**Data records:**
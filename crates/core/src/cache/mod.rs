mod error;
mod keys;
mod serialization;
mod traits;

pub use error::{CacheError, Result};
pub use keys::{item_key, list_key};
pub use serialization::{
    deserialize_content, deserialize_contents, serialize_content, serialize_contents,
};
pub use traits::Cache;
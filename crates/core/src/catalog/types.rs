use chrono::{DateTime, Utc};
use serde::{Deserialize, Serialize};
use uuid::Uuid;

/// A catalog content record: a media item with scheduling metadata and
/// genre tags.
///
/// Content values are immutable; every mutation produces a new value that
/// is written back to the store wholesale (the store never receives a
/// partial patch). The `start_time <= end_time` ordering is not enforced
/// anywhere in the pipeline.
#[derive(Debug, Clone, PartialEq, Eq, Serialize, Deserialize)]
#[serde(rename_all = "camelCase")]
pub struct Content {
    pub id: Uuid,
    pub title: String,
    pub subtitle: String,
    pub description: String,
    pub image_url: String,
    /// Playback duration in whole time units.
    pub duration: u32,
    pub start_time: DateTime<Utc>,
    pub end_time: DateTime<Utc>,
    /// Ordered genre tags. Semantically a set, but represented as a
    /// sequence: duplicates are possible and are never deduplicated.
    pub genres: Vec<String>,
}

impl Content {
    /// Creates a new content record with a fresh identifier.
    #[allow(clippy::too_many_arguments)]
    pub fn new(
        title: impl Into<String>,
        subtitle: impl Into<String>,
        description: impl Into<String>,
        image_url: impl Into<String>,
        duration: u32,
        start_time: DateTime<Utc>,
        end_time: DateTime<Utc>,
        genres: Vec<String>,
    ) -> Self {
        Self {
            id: Uuid::new_v4(),
            title: title.into(),
            subtitle: subtitle.into(),
            description: description.into(),
            image_url: image_url.into(),
            duration,
            start_time,
            end_time,
            genres,
        }
    }

    /// Sets a specific ID for this content (useful for testing).
    pub fn with_id(mut self, id: Uuid) -> Self {
        self.id = id;
        self
    }

    /// Replaces the genre list on this content.
    pub fn with_genres(mut self, genres: Vec<String>) -> Self {
        self.genres = genres;
        self
    }
}
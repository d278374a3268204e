use std::time::Duration;

use async_trait::async_trait;

use super::Result;

/// Trait for the read-path cache.
///
/// The contract is intentionally get/put only: there is no invalidate
/// operation. Entries leave the cache solely through TTL expiry (or
/// capacity eviction in bounded implementations), so callers needing
/// freshness must pick keys whose staleness window is acceptable, or
/// bypass the cache entirely.
#[async_trait]
pub trait Cache: Send + Sync {
    /// Gets a value from the cache by key.
    ///
    /// An expired or absent entry is a miss; implementations may evict
    /// lazily on miss.
    async fn get(&self, key: &str) -> Result<Option<Vec<u8>>>;

    /// Stores a value under `key`, expiring `ttl` from now.
    ///
    /// Any existing entry for the same key is overwritten unconditionally.
    async fn put(&self, key: &str, value: &[u8], ttl: Duration) -> Result<()>;
}
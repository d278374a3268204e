//! Storage backend implementations.
//!
//! Concrete implementations of the repository trait defined in
//! `playbill_core::storage`, selected at compile time via feature flags.
//!
//! # Feature Flags
//!
//! - `inmemory` (default): insertion-ordered in-memory store, no external
//!   dependencies
//! - `sqlite`: SQLite storage backend using `rusqlite` and `tokio-rusqlite`
//!
//! These features are mutually exclusive - only one storage backend can be
//! enabled at a time.

// Compile-time checks for mutual exclusivity
#[cfg(all(feature = "inmemory", feature = "sqlite"))]
compile_error!(
    "Features 'inmemory' and 'sqlite' are mutually exclusive. \
    Enable only one storage backend at a time."
);

#[cfg(not(any(feature = "inmemory", feature = "sqlite")))]
compile_error!(
    "No storage backend selected. Enable 'inmemory' or 'sqlite' feature. \
    Example: cargo build -p playbill --features inmemory"
);

#[cfg(feature = "inmemory")]
pub mod inmemory;

#[cfg(feature = "sqlite")]
pub mod sqlite;

#[cfg(feature = "inmemory")]
pub use inmemory::InMemoryRepository;

#[cfg(feature = "sqlite")]
pub use sqlite::SqliteRepository;
//! In-memory repository implementation.

use std::sync::Arc;

use async_trait::async_trait;
use tokio::sync::RwLock;
use uuid::Uuid;

use playbill_core::catalog::Content;
use playbill_core::storage::{ContentRepository, RepositoryError, Result};

/// In-memory storage backend.
///
/// Records live in a `Vec` behind `Arc<RwLock<_>>`: iteration order is
/// insertion order, mirroring the natural-order cursor of the document
/// store this adapter stands in for. Data is not persisted and is lost
/// when the repository is dropped.
#[derive(Debug, Clone, Default)]
pub struct InMemoryRepository {
    contents: Arc<RwLock<Vec<Content>>>,
}

impl InMemoryRepository {
    /// Creates a new empty in-memory repository.
    pub fn new() -> Self {
        Self::default()
    }
}

#[async_trait]
impl ContentRepository for InMemoryRepository {
    async fn find_all(&self) -> Result<Vec<Content>> {
        let contents = self.contents.read().await;
        Ok(contents.clone())
    }

    async fn find_by_id(&self, id: Uuid) -> Result<Option<Content>> {
        let contents = self.contents.read().await;
        Ok(contents.iter().find(|c| c.id == id).cloned())
    }

    async fn insert(&self, content: &Content) -> Result<Content> {
        let mut contents = self.contents.write().await;
        if contents.iter().any(|c| c.id == content.id) {
            return Err(RepositoryError::AlreadyExists {
                entity_type: "Content",
                id: content.id.to_string(),
            });
        }
        contents.push(content.clone());
        Ok(content.clone())
    }

    async fn replace(&self, id: Uuid, content: &Content) -> Result<Content> {
        let mut contents = self.contents.write().await;
        match contents.iter_mut().find(|c| c.id == id) {
            Some(slot) => {
                // Wholesale replacement in place keeps the record's
                // position in iteration order.
                *slot = content.clone();
                Ok(content.clone())
            }
            None => Err(RepositoryError::NotFound {
                entity_type: "Content",
                id: id.to_string(),
            }),
        }
    }

    async fn delete_by_id(&self, id: Uuid) -> Result<Uuid> {
        let mut contents = self.contents.write().await;
        match contents.iter().position(|c| c.id == id) {
            Some(index) => {
                contents.remove(index);
                Ok(id)
            }
            None => Err(RepositoryError::NotFound {
                entity_type: "Content",
                id: id.to_string(),
            }),
        }
    }
}
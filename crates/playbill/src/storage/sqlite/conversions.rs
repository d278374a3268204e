//! SQLite row conversion functions.
//!
//! Pure functions for converting between SQLite rows and domain types,
//! testable in isolation without database access.

use chrono::{DateTime, Utc};
use rusqlite::Row;
use uuid::Uuid;

use playbill_core::catalog::Content;
use playbill_core::storage::RepositoryError;

/// Convert a SQLite row to a Content.
///
/// Expected columns: id, title, subtitle, description, image_url,
/// duration, start_time, end_time, genres
pub fn row_to_content(row: &Row) -> rusqlite::Result<Content> {
    let id: String = row.get(0)?;
    let title: String = row.get(1)?;
    let subtitle: String = row.get(2)?;
    let description: String = row.get(3)?;
    let image_url: String = row.get(4)?;
    let duration: u32 = row.get(5)?;
    let start_time: String = row.get(6)?;
    let end_time: String = row.get(7)?;
    let genres_json: String = row.get(8)?;

    Ok(Content {
        id: parse_uuid(&id, 0)?,
        title,
        subtitle,
        description,
        image_url,
        duration,
        start_time: parse_datetime(&start_time, 6)?,
        end_time: parse_datetime(&end_time, 7)?,
        genres: parse_genres(&genres_json, 8)?,
    })
}

/// Serialize a genre list for the genres text column.
pub fn genres_to_json(genres: &[String]) -> Result<String, RepositoryError> {
    serde_json::to_string(genres).map_err(|e| RepositoryError::Serialization(e.to_string()))
}

/// Format a timestamp for a text column (RFC 3339).
pub fn format_datetime(datetime: &DateTime<Utc>) -> String {
    datetime.to_rfc3339()
}

fn parse_uuid(s: &str, column: usize) -> rusqlite::Result<Uuid> {
    Uuid::parse_str(s).map_err(|e| conversion_error(column, e))
}

fn parse_datetime(s: &str, column: usize) -> rusqlite::Result<DateTime<Utc>> {
    DateTime::parse_from_rfc3339(s)
        .map(|dt| dt.with_timezone(&Utc))
        .map_err(|e| conversion_error(column, e))
}

fn parse_genres(s: &str, column: usize) -> rusqlite::Result<Vec<String>> {
    serde_json::from_str(s).map_err(|e| conversion_error(column, e))
}

fn conversion_error(
    column: usize,
    err: impl std::error::Error + Send + Sync + 'static,
) -> rusqlite::Error {
    rusqlite::Error::FromSqlConversionFailure(column, rusqlite::types::Type::Text, Box::new(err))
}
mod conversions;
mod error;
mod repository;
mod schema;

pub use repository::SqliteRepository;
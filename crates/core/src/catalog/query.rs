//! Pure pagination and filtering over the full content collection.

use super::Content;

/// Slices a page out of the full collection in store-iteration order.
///
/// `page` is 1-based; a page of 0 is treated as page 1 rather than
/// underflowing the skip computation. An out-of-range page yields an empty
/// slice, which callers cannot distinguish from an empty collection.
pub fn paginate(contents: Vec<Content>, page: u64, page_size: u64) -> Vec<Content> {
    let skip = page.saturating_sub(1).saturating_mul(page_size);
    contents
        .into_iter()
        .skip(skip as usize)
        .take(page_size as usize)
        .collect()
}

/// Retains contents matching the given title and genre filters.
///
/// Both filters are case-insensitive substring matches and are conjunctive
/// when both are given. A `None` or blank filter is a pass-through. The
/// genre filter matches when *any* genre in the sequence contains the
/// query.
pub fn filter_contents(
    contents: Vec<Content>,
    title: Option<&str>,
    genre: Option<&str>,
) -> Vec<Content> {
    let title = normalize_filter(title);
    let genre = normalize_filter(genre);

    contents
        .into_iter()
        .filter(|c| {
            title
                .as_deref()
                .is_none_or(|t| c.title.to_lowercase().contains(t))
        })
        .filter(|c| {
            genre
                .as_deref()
                .is_none_or(|q| c.genres.iter().any(|g| g.to_lowercase().contains(q)))
        })
        .collect()
}

/// Lowercases a filter and discards blank input.
fn normalize_filter(filter: Option<&str>) -> Option<String> {
    filter
        .map(str::trim)
        .filter(|f| !f.is_empty())
        .map(str::to_lowercase)
}

#[cfg(test)]
mod tests {
    use super::*;
    use chrono::{TimeZone, Utc};

    fn content(title: &str, genres: &[&str]) -> Content {
        let start = Utc.with_ymd_and_hms(2024, 6, 1, 20, 0, 0).unwrap();
        let end = Utc.with_ymd_and_hms(2024, 6, 1, 22, 0, 0).unwrap();
        Content::new(
            title,
            "",
            "",
            "",
            120,
            start,
            end,
            genres.iter().map(|g| g.to_string()).collect(),
        )
    }

    fn collection(n: usize) -> Vec<Content> {
        (0..n).map(|i| content(&format!("Item {i}"), &[])).collect()
    }

    #[test]
    fn test_paginate_middle_page() {
        let page = paginate(collection(7), 2, 3);
        let titles: Vec<&str> = page.iter().map(|c| c.title.as_str()).collect();
        assert_eq!(titles, vec!["Item 3", "Item 4", "Item 5"]);
    }

    #[test]
    fn test_paginate_final_partial_page() {
        let page = paginate(collection(7), 3, 3);
        let titles: Vec<&str> = page.iter().map(|c| c.title.as_str()).collect();
        assert_eq!(titles, vec!["Item 6"]);
    }

    #[test]
    fn test_paginate_out_of_range_is_empty() {
        assert!(paginate(collection(7), 4, 3).is_empty());
    }

    #[test]
    fn test_paginate_page_zero_saturates_to_first_page() {
        let page = paginate(collection(5), 0, 2);
        let titles: Vec<&str> = page.iter().map(|c| c.title.as_str()).collect();
        assert_eq!(titles, vec!["Item 0", "Item 1"]);
    }

    #[test]
    fn test_paginate_empty_collection() {
        assert!(paginate(Vec::new(), 1, 10).is_empty());
    }

    #[test]
    fn test_filter_title_is_case_insensitive_substring() {
        let contents = vec![content("Foo", &["Action"]), content("Bar", &["Comedy"])];
        let filtered = filter_contents(contents, Some("foo"), None);
        assert_eq!(filtered.len(), 1);
        assert_eq!(filtered[0].title, "Foo");
    }

    #[test]
    fn test_filter_genre_matches_any_entry() {
        let contents = vec![
            content("Foo", &["Action"]),
            content("Bar", &["Action", "Comedy"]),
        ];
        let filtered = filter_contents(contents, None, Some("comedy"));
        assert_eq!(filtered.len(), 1);
        assert_eq!(filtered[0].title, "Bar");
    }

    #[test]
    fn test_filters_are_conjunctive() {
        let contents = vec![
            content("Foo", &["Action"]),
            content("Bar", &["Action", "Comedy"]),
            content("Foobar", &["Comedy"]),
        ];
        let filtered = filter_contents(contents, Some("foo"), Some("comedy"));
        assert_eq!(filtered.len(), 1);
        assert_eq!(filtered[0].title, "Foobar");
    }

    #[test]
    fn test_blank_filters_pass_everything_through() {
        let contents = vec![content("Foo", &["Action"]), content("Bar", &["Comedy"])];
        let filtered = filter_contents(contents, Some("   "), Some(""));
        assert_eq!(filtered.len(), 2);
    }

    #[test]
    fn test_no_match_yields_empty() {
        let contents = vec![content("Foo", &["Action"])];
        assert!(filter_contents(contents, Some("zzz"), None).is_empty());
    }
}
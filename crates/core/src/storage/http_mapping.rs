//! Pure functions for mapping repository errors to HTTP status codes.

use super::RepositoryError;

/// Maps a [`RepositoryError`] to an HTTP status code.
///
/// - `NotFound` -> 404 (Not Found)
/// - `AlreadyExists` -> 409 (Conflict)
/// - `ConnectionFailed` -> 503 (Service Unavailable)
/// - `QueryFailed` -> 500 (Internal Server Error)
/// - `Serialization` -> 500 (Internal Server Error)
/// - `InvalidData` -> 400 (Bad Request)
pub fn repository_error_to_status_code(error: &RepositoryError) -> u16 {
    match error {
        RepositoryError::NotFound { .. } => 404,
        RepositoryError::AlreadyExists { .. } => 409,
        RepositoryError::ConnectionFailed(_) => 503,
        RepositoryError::QueryFailed(_) => 500,
        RepositoryError::Serialization(_) => 500,
        RepositoryError::InvalidData(_) => 400,
    }
}
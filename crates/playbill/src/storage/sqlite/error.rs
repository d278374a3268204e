//! SQLite error mapping.
//!
//! Maps `tokio_rusqlite::Error` and `rusqlite::Error` to `RepositoryError`
//! from `playbill_core::storage`. Specific errors are mapped to semantic
//! variants (e.g., PRIMARY KEY constraint to AlreadyExists).

use playbill_core::storage::RepositoryError;

/// Maps a rusqlite error with a known ID to a RepositoryError.
fn map_rusqlite_error(
    err: &rusqlite::Error,
    entity_type: &'static str,
    id: &str,
) -> RepositoryError {
    match err {
        rusqlite::Error::SqliteFailure(sqlite_err, _)
            if sqlite_err.extended_code == rusqlite::ffi::SQLITE_CONSTRAINT_UNIQUE
                || sqlite_err.extended_code == rusqlite::ffi::SQLITE_CONSTRAINT_PRIMARYKEY =>
        {
            RepositoryError::AlreadyExists {
                entity_type,
                id: id.to_string(),
            }
        }

        rusqlite::Error::SqliteFailure(sqlite_err, _)
            if sqlite_err.code == rusqlite::ErrorCode::CannotOpen =>
        {
            RepositoryError::ConnectionFailed(format!("Cannot open database: {err}"))
        }

        rusqlite::Error::QueryReturnedNoRows => RepositoryError::NotFound {
            entity_type,
            id: id.to_string(),
        },

        rusqlite::Error::FromSqlConversionFailure(..) => {
            RepositoryError::Serialization(err.to_string())
        }

        _ => RepositoryError::QueryFailed(err.to_string()),
    }
}

/// Maps a tokio_rusqlite error with a known ID to a RepositoryError.
///
/// This is the main entry point for error mapping in async code. It
/// extracts the inner `rusqlite::Error` if present, otherwise maps to a
/// generic `QueryFailed` error.
pub fn map_tokio_rusqlite_error(
    err: tokio_rusqlite::Error,
    entity_type: &'static str,
    id: impl Into<String>,
) -> RepositoryError {
    let id_str = id.into();
    match &err {
        tokio_rusqlite::Error::Rusqlite(rusqlite_err) => {
            map_rusqlite_error(rusqlite_err, entity_type, &id_str)
        }
        tokio_rusqlite::Error::Close(_) => {
            RepositoryError::ConnectionFailed("Connection closed unexpectedly".to_string())
        }
        _ => RepositoryError::QueryFailed(err.to_string()),
    }
}
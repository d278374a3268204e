//! Demo catalog data for local development.

use chrono::{DateTime, Duration, Utc};

use playbill_core::catalog::Content;

/// Generates a small demo catalog.
///
/// Scheduling windows are laid out relative to `now` so the catalog
/// always looks current.
pub fn sample_contents(now: DateTime<Utc>) -> Vec<Content> {
    let genres = |list: &[&str]| list.iter().map(|g| g.to_string()).collect::<Vec<_>>();

    vec![
        Content::new(
            "Midnight Signal",
            "A city that never sleeps, a frequency that never dies",
            "A late-night radio host picks up a transmission that predicts the next day's news.",
            "https://images.example.com/midnight-signal.jpg",
            104,
            now - Duration::hours(2),
            now + Duration::hours(22),
            genres(&["Thriller", "Mystery"]),
        ),
        Content::new(
            "The Last Harvest",
            "One field. One family. One season left.",
            "A documentary following three generations of farmers through their final year on the land.",
            "https://images.example.com/last-harvest.jpg",
            89,
            now - Duration::days(1),
            now + Duration::days(6),
            genres(&["Documentary"]),
        ),
        Content::new(
            "Paper Lanterns",
            "Some lights guide you home",
            "An animated tale of a girl who follows a trail of floating lanterns across a drowned city.",
            "https://images.example.com/paper-lanterns.jpg",
            96,
            now,
            now + Duration::days(30),
            genres(&["Animation", "Family", "Adventure"]),
        ),
        Content::new(
            "Static Hearts",
            "Love in the time of dial-up",
            "Two strangers keep meeting in a 1998 chatroom that should have been shut down years ago.",
            "https://images.example.com/static-hearts.jpg",
            112,
            now + Duration::hours(6),
            now + Duration::days(14),
            genres(&["Romance", "Comedy"]),
        ),
        Content::new(
            "Ironclad",
            "The siege begins at dawn",
            "A historical epic about the engineers who held a fortress for forty days.",
            "https://images.example.com/ironclad.jpg",
            143,
            now + Duration::days(2),
            now + Duration::days(16),
            genres(&["Action", "History", "Drama"]),
        ),
    ]
}
//! Application state and backend wiring.
//!
//! The shared state is built once at startup, cloned into every request
//! handler, and torn down at process shutdown — the cache in particular is
//! a process-scoped component with an explicit lifecycle, not an ambient
//! singleton. The storage backend is selected at compile time via feature
//! flags.

use std::sync::Arc;

use playbill_core::catalog::Content;
use playbill_core::storage::ContentRepository;

use crate::config::Config;
use crate::service::CatalogService;

/// Shared application state.
///
/// Cloned for each request handler; all shared resources live behind
/// `Arc`s inside the service.
#[derive(Clone)]
pub struct AppState {
    /// The catalog orchestrator (store adapter + read cache).
    pub catalog: CatalogService,
    /// Direct handle to the store, used for seeding.
    content_repo: Arc<dyn ContentRepository>,
}

impl AppState {
    fn build(content_repo: Arc<dyn ContentRepository>, catalog: CatalogService) -> Self {
        Self {
            catalog,
            content_repo,
        }
    }

    /// Inserts the given contents if the store is currently empty.
    ///
    /// Used by `--seed` to populate a fresh store with demo data; a store
    /// that already has records is left untouched.
    pub async fn seed_if_empty(&self, contents: Vec<Content>) -> anyhow::Result<usize> {
        let existing = self.content_repo.find_all().await?;
        if !existing.is_empty() {
            tracing::debug!(count = existing.len(), "store already populated, skipping seed");
            return Ok(0);
        }

        let mut seeded = 0;
        for content in contents {
            self.content_repo.insert(&content).await?;
            seeded += 1;
        }

        tracing::info!(count = seeded, "seeded demo catalog");
        Ok(seeded)
    }
}

#[cfg(feature = "inmemory")]
mod inmemory_backend {
    use super::*;
    use crate::cache::MemoryCache;
    use crate::storage::InMemoryRepository;

    impl AppState {
        /// Creates AppState with in-memory storage and cache.
        ///
        /// No external dependencies; data lives only as long as the
        /// process.
        pub async fn new(config: &Config) -> Result<Self, anyhow::Error> {
            let repo = Arc::new(InMemoryRepository::new());
            let cache = Arc::new(MemoryCache::new(config.cache_max_entries));

            let catalog = CatalogService::new(repo.clone(), cache, config.cache_ttl());

            Ok(Self::build(repo, catalog))
        }
    }
}

#[cfg(feature = "sqlite")]
mod sqlite_backend {
    use super::*;
    use crate::cache::MemoryCache;
    use crate::storage::SqliteRepository;

    impl AppState {
        /// Creates AppState with SQLite storage and in-memory cache.
        pub async fn new(config: &Config) -> Result<Self, anyhow::Error> {
            let repo = Arc::new(SqliteRepository::new(&config.sqlite_path).await?);
            let cache = Arc::new(MemoryCache::new(config.cache_max_entries));

            let catalog = CatalogService::new(repo.clone(), cache, config.cache_ttl());

            Ok(Self::build(repo, catalog))
        }
    }
}
mod content;

pub use content::ContentInput;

**Exercise details:**
Reproduce each line of the records in which "Option" appears.

**Exercise solution:**
    async fn get(&self, key: &str) -> Result<Option<Vec<u8>>>;
    async fn find_by_id(&self, id: Uuid) -> Result<Option<Content>> {
    title: Option<&str>,
    genre: Option<&str>,
fn normalize_filter(filter: Option<&str>) -> Option<String> {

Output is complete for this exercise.